> **WHAT YOU NEED TO DO**
Return all lines from the listing below in which the string "cancelled" occurs.

........

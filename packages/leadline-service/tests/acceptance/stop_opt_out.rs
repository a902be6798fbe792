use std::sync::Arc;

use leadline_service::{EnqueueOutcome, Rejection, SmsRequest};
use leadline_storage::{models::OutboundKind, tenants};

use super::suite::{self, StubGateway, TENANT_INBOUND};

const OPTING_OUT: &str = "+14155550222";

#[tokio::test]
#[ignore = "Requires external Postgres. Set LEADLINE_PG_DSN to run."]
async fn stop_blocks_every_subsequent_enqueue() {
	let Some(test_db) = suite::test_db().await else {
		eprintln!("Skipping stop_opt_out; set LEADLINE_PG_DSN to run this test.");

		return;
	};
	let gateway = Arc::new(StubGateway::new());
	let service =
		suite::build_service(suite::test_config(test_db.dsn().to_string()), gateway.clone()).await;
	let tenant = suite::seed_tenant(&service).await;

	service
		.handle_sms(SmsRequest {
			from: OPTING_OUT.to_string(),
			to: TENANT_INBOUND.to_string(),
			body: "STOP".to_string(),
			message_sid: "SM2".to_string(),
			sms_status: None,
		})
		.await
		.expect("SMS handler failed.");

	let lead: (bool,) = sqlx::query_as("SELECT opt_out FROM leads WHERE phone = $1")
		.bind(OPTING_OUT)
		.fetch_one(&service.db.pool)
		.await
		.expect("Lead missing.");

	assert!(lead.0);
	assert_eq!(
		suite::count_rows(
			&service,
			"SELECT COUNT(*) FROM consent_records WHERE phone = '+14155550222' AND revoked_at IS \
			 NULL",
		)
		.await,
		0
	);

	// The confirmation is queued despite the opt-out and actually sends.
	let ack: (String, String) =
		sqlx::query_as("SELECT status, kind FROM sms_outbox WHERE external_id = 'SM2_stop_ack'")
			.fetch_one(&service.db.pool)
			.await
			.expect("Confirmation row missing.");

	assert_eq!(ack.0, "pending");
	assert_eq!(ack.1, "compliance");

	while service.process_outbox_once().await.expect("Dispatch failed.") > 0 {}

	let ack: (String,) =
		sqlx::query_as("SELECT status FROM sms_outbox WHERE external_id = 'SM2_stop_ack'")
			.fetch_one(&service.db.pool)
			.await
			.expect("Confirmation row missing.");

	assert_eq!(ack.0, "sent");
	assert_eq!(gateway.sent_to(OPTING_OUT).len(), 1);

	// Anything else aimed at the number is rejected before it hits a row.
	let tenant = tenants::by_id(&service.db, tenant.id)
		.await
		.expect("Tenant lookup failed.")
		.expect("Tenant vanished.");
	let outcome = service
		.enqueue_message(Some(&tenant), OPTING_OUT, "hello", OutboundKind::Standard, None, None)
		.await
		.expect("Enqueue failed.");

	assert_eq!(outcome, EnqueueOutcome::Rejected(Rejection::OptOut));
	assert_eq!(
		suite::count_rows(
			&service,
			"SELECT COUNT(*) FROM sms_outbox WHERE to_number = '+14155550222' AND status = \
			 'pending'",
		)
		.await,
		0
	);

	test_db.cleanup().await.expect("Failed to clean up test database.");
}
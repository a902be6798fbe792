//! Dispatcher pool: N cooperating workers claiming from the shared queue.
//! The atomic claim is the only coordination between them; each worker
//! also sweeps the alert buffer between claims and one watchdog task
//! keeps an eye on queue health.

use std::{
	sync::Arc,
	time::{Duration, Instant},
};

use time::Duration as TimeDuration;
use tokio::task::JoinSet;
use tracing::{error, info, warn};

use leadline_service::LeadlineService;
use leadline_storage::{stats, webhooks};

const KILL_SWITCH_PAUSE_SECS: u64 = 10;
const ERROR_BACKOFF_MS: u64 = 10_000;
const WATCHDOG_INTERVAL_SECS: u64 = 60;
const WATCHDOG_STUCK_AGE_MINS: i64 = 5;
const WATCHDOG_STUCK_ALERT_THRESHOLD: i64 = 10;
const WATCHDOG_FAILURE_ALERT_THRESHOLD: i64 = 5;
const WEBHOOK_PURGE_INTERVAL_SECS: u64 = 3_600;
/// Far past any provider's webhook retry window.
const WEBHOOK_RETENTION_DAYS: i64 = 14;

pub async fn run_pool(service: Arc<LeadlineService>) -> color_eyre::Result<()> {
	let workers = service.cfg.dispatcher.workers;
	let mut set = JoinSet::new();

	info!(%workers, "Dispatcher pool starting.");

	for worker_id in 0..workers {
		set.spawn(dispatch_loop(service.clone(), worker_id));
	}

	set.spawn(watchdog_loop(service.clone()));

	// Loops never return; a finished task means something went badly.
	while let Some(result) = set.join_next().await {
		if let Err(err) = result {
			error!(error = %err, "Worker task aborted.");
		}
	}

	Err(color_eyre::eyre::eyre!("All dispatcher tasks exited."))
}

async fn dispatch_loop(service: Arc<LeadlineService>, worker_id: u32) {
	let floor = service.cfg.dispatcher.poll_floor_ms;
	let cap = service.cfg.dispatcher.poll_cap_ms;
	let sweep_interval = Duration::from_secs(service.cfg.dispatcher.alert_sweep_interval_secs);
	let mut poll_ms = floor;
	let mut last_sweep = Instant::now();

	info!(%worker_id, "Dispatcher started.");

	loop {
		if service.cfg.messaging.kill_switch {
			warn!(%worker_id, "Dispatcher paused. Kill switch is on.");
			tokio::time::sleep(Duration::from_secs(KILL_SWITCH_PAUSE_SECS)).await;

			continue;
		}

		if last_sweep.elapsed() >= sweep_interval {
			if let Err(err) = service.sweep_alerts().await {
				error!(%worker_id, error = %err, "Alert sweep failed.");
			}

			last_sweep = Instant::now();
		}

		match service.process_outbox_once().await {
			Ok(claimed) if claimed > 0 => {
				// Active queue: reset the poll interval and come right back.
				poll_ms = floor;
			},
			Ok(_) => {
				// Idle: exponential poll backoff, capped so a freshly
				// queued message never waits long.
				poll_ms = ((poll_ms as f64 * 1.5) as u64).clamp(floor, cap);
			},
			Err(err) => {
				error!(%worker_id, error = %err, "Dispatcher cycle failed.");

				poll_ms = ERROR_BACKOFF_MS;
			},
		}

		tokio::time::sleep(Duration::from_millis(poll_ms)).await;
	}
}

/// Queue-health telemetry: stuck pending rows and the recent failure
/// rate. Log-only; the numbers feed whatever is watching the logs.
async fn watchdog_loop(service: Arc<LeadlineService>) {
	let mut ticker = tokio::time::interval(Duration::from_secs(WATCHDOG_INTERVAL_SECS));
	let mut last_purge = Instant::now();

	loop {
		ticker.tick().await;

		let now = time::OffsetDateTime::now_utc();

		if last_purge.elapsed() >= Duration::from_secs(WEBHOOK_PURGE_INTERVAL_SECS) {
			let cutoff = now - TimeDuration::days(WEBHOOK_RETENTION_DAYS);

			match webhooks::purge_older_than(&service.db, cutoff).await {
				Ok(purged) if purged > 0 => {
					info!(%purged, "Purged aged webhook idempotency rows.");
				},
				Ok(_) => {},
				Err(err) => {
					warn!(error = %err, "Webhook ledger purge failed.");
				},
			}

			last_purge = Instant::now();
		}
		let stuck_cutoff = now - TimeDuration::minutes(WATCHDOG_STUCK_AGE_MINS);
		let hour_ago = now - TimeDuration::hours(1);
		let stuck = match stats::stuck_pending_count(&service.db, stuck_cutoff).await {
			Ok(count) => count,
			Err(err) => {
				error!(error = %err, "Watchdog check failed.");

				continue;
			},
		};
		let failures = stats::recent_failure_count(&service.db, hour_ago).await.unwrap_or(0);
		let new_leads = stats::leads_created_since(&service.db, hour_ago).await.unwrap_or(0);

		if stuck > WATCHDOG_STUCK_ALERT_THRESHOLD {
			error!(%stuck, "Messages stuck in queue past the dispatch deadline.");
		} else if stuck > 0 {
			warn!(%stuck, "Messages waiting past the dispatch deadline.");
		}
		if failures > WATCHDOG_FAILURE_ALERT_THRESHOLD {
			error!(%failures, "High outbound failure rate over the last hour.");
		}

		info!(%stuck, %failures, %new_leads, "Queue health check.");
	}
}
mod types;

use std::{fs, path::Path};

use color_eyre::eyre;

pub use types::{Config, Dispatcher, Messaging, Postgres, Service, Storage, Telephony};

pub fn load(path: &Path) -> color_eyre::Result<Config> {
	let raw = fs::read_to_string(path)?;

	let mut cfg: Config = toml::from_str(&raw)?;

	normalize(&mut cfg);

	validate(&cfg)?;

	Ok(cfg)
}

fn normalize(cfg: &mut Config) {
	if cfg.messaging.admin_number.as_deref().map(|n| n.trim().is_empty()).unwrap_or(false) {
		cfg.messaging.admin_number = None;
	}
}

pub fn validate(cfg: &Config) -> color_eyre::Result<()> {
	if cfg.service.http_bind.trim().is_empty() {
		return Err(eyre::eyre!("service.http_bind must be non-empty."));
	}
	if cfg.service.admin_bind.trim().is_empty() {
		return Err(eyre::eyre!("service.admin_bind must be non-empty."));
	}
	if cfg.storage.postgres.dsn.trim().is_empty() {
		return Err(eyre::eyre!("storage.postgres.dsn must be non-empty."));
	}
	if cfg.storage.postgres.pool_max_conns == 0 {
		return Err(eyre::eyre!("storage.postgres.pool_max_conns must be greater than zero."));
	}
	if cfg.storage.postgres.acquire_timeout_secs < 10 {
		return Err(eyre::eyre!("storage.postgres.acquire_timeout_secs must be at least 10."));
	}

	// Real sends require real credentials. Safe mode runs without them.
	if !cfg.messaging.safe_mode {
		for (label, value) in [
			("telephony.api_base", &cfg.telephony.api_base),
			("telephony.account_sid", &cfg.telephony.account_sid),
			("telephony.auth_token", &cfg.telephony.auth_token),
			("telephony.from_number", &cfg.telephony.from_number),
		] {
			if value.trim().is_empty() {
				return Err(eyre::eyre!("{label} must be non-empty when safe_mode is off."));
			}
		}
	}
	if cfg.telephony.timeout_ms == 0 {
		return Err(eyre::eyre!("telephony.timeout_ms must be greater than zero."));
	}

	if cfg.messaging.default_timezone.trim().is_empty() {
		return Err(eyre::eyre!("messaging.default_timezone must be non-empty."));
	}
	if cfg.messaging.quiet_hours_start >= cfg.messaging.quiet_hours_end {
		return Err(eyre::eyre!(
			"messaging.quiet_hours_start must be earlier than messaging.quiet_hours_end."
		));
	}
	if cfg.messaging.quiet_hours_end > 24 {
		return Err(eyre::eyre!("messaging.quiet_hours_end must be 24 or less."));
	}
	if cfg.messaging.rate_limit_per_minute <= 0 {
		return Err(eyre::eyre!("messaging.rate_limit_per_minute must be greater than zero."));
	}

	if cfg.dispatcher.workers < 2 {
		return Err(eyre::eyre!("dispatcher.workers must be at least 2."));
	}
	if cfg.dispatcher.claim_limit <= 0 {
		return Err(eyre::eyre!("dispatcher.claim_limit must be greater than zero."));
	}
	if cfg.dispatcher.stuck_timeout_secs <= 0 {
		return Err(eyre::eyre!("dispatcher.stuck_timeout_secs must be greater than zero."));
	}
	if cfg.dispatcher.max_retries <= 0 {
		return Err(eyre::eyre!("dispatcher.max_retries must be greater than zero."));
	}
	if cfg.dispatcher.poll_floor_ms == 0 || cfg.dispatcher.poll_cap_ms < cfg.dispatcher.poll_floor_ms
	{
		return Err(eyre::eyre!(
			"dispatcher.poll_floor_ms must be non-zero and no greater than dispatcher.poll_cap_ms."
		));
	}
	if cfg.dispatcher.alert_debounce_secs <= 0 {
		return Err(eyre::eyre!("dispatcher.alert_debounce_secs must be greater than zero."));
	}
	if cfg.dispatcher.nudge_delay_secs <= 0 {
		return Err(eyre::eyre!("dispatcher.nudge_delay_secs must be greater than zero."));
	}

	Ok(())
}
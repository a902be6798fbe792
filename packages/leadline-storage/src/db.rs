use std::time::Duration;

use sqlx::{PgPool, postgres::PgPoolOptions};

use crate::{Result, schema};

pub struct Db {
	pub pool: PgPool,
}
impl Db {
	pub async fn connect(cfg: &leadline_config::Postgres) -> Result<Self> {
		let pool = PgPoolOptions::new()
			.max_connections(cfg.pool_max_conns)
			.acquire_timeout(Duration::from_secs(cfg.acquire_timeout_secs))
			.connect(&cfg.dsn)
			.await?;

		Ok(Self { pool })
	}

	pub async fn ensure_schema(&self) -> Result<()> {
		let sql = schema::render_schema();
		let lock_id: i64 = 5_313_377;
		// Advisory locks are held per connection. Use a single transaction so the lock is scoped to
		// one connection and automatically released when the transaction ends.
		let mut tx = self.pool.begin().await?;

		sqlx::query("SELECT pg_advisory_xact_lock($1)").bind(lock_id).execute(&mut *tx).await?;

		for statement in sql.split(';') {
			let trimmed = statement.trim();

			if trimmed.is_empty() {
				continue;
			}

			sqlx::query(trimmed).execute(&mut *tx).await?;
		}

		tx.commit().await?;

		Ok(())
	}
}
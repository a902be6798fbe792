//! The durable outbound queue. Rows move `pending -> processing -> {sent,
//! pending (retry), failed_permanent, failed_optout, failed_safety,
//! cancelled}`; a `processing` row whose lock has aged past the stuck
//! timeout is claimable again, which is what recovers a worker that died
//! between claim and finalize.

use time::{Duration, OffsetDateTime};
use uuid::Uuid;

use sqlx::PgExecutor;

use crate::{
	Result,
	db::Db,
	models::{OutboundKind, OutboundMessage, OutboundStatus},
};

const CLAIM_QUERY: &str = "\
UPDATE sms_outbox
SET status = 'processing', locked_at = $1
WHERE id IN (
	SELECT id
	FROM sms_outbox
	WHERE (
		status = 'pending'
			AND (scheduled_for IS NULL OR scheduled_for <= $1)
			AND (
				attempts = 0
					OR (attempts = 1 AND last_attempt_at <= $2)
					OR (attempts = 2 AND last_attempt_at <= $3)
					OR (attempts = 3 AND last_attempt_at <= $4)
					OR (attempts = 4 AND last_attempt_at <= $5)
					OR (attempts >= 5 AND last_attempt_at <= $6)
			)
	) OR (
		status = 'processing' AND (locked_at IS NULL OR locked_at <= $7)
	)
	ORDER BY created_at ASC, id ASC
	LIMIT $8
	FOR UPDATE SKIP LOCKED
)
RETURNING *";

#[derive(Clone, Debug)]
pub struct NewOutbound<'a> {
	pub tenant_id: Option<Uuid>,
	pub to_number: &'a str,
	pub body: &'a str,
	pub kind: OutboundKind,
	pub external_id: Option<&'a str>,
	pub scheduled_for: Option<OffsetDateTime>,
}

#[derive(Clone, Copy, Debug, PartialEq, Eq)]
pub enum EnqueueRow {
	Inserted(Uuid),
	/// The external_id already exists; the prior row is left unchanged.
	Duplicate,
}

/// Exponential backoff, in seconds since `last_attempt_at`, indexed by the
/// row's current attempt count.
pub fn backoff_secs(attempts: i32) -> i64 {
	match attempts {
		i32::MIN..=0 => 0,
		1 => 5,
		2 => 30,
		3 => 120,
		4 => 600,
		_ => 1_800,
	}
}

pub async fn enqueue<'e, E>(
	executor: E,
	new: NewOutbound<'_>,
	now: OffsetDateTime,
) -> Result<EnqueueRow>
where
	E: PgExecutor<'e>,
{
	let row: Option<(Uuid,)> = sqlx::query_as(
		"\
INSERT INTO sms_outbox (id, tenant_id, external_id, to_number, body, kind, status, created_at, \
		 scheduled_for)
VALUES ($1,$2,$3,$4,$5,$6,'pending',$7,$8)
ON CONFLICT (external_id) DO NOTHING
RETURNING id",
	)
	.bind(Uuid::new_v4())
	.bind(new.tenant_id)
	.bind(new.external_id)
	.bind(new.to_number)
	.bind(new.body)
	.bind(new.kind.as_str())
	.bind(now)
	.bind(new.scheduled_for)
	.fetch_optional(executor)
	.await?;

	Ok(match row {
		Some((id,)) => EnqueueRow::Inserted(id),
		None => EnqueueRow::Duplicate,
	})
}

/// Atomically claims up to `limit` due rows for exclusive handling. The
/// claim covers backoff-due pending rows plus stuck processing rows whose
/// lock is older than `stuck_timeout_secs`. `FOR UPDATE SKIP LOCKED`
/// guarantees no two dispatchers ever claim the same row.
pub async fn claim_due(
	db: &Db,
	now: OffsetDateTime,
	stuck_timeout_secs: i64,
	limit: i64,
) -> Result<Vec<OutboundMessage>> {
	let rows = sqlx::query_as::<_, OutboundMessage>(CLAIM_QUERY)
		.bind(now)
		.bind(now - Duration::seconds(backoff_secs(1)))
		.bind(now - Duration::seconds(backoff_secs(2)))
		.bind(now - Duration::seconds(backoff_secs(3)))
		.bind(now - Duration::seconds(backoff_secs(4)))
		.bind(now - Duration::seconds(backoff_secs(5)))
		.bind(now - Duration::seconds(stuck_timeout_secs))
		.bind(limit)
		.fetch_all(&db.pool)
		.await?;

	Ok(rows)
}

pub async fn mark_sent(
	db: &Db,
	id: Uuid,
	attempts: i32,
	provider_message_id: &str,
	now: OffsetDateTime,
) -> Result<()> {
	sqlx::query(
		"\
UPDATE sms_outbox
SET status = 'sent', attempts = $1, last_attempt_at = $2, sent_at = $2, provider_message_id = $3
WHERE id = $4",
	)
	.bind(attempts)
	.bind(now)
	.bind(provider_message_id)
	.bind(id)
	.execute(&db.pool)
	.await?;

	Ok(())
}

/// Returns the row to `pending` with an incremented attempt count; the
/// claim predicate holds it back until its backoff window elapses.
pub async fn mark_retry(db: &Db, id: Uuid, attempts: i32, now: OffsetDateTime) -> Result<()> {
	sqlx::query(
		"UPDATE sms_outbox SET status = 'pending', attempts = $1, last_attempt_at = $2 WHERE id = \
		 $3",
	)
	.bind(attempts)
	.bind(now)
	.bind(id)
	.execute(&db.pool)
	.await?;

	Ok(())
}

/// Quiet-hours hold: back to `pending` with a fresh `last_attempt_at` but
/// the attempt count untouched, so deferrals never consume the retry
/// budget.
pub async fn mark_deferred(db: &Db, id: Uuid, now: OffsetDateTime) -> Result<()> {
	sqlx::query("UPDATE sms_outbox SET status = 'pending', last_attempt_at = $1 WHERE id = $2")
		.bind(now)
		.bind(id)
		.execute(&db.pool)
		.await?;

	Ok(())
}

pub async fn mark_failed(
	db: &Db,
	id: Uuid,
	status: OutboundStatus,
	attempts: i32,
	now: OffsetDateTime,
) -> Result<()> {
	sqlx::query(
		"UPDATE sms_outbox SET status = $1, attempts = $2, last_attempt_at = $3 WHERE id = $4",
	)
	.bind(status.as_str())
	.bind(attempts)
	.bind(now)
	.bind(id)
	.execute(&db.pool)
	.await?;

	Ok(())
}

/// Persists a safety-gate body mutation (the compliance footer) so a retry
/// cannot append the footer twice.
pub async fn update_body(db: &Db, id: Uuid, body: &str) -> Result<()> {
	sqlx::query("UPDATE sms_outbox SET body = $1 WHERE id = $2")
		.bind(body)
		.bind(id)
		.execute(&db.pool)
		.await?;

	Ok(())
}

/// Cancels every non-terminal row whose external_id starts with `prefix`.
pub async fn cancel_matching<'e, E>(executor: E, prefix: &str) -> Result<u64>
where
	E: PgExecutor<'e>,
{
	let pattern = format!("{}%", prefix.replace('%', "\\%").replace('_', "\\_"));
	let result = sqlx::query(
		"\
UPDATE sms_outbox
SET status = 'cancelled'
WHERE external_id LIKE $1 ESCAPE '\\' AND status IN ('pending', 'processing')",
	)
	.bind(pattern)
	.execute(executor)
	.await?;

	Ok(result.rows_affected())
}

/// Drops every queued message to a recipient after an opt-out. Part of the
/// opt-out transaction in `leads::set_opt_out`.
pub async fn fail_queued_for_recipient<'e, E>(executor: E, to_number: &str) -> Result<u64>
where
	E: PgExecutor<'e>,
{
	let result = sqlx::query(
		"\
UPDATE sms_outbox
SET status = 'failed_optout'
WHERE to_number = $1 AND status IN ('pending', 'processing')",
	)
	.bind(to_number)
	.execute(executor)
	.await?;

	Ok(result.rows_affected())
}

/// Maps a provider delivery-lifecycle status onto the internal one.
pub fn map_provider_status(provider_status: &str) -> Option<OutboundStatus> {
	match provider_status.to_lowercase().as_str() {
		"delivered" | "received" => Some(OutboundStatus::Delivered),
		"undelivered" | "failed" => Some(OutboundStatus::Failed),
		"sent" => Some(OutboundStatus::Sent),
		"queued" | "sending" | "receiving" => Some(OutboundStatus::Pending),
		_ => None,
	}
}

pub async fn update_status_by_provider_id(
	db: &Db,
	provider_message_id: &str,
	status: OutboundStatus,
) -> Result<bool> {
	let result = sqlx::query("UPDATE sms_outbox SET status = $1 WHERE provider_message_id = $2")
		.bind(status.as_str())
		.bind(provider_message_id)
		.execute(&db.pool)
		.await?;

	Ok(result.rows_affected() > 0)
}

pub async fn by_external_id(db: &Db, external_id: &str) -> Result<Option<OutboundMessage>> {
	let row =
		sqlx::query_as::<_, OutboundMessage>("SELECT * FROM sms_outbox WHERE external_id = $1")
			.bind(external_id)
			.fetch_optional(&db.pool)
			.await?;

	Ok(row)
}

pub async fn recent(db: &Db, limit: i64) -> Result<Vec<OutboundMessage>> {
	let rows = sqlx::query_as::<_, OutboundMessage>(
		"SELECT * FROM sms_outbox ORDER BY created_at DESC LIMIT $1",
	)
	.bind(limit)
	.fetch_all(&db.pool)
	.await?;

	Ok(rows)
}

........

> **RESPONSE**
//! cancelled}`; a `processing` row whose lock has aged past the stuck
SET status = 'cancelled'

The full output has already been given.